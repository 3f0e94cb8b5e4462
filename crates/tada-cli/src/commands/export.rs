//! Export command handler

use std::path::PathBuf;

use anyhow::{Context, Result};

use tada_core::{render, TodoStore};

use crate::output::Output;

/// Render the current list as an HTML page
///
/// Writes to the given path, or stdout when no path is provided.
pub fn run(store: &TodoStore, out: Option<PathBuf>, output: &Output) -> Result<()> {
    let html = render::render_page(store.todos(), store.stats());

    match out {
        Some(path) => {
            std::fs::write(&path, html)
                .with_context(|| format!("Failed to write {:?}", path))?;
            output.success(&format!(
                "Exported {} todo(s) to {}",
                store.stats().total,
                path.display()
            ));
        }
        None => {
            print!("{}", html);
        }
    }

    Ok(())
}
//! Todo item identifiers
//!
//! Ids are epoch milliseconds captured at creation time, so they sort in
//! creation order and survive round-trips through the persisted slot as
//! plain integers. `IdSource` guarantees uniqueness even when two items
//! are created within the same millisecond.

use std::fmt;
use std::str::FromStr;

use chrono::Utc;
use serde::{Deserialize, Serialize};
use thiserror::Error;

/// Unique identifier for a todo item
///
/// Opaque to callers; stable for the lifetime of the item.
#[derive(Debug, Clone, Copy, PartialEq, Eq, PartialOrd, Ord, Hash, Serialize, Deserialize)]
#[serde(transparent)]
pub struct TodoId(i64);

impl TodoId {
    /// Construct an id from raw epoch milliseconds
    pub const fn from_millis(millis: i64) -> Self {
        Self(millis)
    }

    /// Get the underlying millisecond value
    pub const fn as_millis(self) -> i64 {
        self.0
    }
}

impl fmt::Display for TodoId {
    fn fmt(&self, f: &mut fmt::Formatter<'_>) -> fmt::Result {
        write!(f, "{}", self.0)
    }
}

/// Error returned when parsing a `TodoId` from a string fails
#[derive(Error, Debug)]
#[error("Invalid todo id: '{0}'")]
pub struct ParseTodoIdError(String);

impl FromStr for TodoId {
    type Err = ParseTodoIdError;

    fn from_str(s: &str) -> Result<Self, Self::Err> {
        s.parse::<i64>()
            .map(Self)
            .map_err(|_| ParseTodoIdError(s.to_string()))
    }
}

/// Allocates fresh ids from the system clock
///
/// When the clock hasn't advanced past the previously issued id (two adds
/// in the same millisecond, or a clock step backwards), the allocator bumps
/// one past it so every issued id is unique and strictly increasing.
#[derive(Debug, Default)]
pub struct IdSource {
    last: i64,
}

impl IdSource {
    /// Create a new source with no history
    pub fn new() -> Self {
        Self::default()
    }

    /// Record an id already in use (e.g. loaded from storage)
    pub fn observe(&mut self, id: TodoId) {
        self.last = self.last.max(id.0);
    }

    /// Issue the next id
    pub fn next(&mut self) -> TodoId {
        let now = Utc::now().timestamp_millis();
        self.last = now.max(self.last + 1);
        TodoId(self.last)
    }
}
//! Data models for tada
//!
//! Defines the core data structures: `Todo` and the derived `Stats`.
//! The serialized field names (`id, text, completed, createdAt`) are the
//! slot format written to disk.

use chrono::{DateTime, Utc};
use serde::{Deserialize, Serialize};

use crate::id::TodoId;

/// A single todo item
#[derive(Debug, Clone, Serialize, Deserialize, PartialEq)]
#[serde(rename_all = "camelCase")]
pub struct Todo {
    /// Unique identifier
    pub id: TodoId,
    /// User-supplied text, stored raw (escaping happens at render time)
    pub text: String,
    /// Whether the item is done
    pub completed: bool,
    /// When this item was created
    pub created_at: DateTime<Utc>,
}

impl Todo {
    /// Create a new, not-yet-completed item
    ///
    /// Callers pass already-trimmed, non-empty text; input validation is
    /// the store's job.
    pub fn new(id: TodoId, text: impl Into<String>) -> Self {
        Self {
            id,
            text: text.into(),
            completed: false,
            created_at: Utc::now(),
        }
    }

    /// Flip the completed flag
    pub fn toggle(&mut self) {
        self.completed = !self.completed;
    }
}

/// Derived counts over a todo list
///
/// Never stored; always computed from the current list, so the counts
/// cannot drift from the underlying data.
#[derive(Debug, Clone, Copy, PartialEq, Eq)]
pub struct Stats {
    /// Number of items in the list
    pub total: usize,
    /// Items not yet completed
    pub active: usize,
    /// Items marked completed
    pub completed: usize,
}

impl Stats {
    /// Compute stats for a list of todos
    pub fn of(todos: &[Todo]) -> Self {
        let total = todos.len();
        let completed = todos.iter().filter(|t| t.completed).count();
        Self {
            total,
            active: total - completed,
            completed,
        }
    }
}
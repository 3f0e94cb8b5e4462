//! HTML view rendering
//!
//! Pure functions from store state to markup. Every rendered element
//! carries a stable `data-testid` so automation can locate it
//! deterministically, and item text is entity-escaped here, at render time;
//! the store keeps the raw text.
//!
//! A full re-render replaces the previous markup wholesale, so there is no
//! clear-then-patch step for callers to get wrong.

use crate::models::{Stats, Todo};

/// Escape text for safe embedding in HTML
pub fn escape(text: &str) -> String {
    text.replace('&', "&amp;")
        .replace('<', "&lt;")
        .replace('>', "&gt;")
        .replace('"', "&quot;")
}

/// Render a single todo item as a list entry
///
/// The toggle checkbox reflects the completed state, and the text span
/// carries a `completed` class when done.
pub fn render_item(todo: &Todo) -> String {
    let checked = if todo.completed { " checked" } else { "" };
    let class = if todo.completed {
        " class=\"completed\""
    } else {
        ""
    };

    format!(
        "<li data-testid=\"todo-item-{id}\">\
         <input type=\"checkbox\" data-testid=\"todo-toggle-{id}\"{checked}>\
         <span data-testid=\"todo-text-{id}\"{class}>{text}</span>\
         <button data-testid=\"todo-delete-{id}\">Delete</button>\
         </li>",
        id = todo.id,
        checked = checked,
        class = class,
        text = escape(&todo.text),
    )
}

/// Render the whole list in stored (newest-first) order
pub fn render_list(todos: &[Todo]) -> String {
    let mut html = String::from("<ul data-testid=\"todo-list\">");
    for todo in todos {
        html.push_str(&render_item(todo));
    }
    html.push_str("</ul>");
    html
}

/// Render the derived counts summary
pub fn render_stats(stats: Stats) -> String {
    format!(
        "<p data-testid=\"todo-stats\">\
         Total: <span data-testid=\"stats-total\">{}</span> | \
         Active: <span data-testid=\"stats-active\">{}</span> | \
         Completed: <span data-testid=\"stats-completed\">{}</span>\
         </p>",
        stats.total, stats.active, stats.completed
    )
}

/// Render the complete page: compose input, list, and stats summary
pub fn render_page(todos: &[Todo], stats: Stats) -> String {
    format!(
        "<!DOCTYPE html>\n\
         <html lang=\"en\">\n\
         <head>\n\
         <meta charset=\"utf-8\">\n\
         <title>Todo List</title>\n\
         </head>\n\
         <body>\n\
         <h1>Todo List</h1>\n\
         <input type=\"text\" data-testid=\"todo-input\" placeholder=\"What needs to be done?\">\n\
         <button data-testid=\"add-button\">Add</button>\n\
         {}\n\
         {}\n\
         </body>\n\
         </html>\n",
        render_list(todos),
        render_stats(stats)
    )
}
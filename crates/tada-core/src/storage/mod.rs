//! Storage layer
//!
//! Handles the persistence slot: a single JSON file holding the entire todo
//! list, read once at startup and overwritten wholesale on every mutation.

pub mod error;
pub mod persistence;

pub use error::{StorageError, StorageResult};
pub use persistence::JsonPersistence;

§ WORK REQUEST
Quote exactly the first line of the entries and every line after it, stopping with the line that contains "use crate::output::Output;".

§ RESPONSE AREA
repository 3f0e94cb8b5e4462
filename crates/tada-cli/src/commands/export.rs
//! Export command handler

use std::path::PathBuf;

use anyhow::{Context, Result};

use tada_core::{render, TodoStore};

use crate::output::Output;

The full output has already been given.